§ **TASK STATEMENT**: Scan the records below. Copy every line in which the word "PathBuf" appears.

§ **STORED DATA**:

* * * * * * *

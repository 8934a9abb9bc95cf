//! Behavior constants and artifact locations.
//!
//! The missing-value tokens and numeric candidate columns are fixed on purpose:
//! two runs over the same source must produce the same artifacts.

use std::path::{Path, PathBuf};

/// Source CSV fetched by `stockdash ingest` when no `--url` is given.
pub const DEFAULT_SOURCE_URL: &str =
    "https://raw.githubusercontent.com/gchandra10/filestorage/refs/heads/main/stock_market.csv";

/// Default root directory for all pipeline artifacts.
pub const DEFAULT_DATA_DIR: &str = "data";

/// Raw field values parsed as null when reading a CSV.
pub const MISSING_VALUE_TOKENS: [&str; 5] = ["", "NA", "N/A", "null", "-"];

/// Columns coerced to numbers by the cleaner when present.
pub const NUMERIC_CANDIDATE_COLUMNS: [&str; 3] = ["open_price", "close_price", "volume"];

/// The date column is the first normalized column name containing this.
pub const DATE_COLUMN_NEEDLE: &str = "date";

/// Canonical column names consumed by the aggregator and the dashboard.
pub const DATE_COL: &str = "trade_date";
pub const TICKER_COL: &str = "ticker";
pub const CLOSE_COL: &str = "close_price";
pub const VOLUME_COL: &str = "volume";

/// How many tickers the dashboard selects before the user touches the filter.
pub const DEFAULT_TICKER_COUNT: usize = 3;

/// Rows printed by the operator inspection preview.
pub const PREVIEW_ROWS: usize = 5;

/// Locations of every artifact the pipeline produces, relative to one root.
#[derive(Debug, Clone, PartialEq, Eq)]
pub struct DataPaths {
    root: PathBuf,
}

impl DataPaths {
    pub fn new(root: impl Into<PathBuf>) -> Self {
        Self { root: root.into() }
    }

    pub fn root(&self) -> &Path {
        &self.root
    }

    pub fn raw_snapshot(&self) -> PathBuf {
        self.root.join("raw").join("stock_market_raw.csv")
    }

    pub fn cleaned(&self) -> PathBuf {
        self.root.join("processed").join("cleaned.json")
    }

    pub fn daily_avg_close(&self) -> PathBuf {
        self.agg_dir().join("agg1_daily_avg_close_by_ticker.csv")
    }

    pub fn avg_volume(&self) -> PathBuf {
        self.agg_dir().join("agg2_avg_volume_by_ticker.csv")
    }

    pub fn daily_return(&self) -> PathBuf {
        self.agg_dir().join("agg3_daily_return_by_ticker.csv")
    }

    fn agg_dir(&self) -> PathBuf {
        self.root.join("agg")
    }
}

impl Default for DataPaths {
    fn default() -> Self {
        Self::new(DEFAULT_DATA_DIR)
    }
}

* * * * * * *

§ **TASK OUTPUT**:
use std::path::{Path, PathBuf};
    root: PathBuf,
    pub fn new(root: impl Into<PathBuf>) -> Self {
    pub fn raw_snapshot(&self) -> PathBuf {
    pub fn cleaned(&self) -> PathBuf {
    pub fn daily_avg_close(&self) -> PathBuf {
    pub fn avg_volume(&self) -> PathBuf {
    pub fn daily_return(&self) -> PathBuf {
    fn agg_dir(&self) -> PathBuf {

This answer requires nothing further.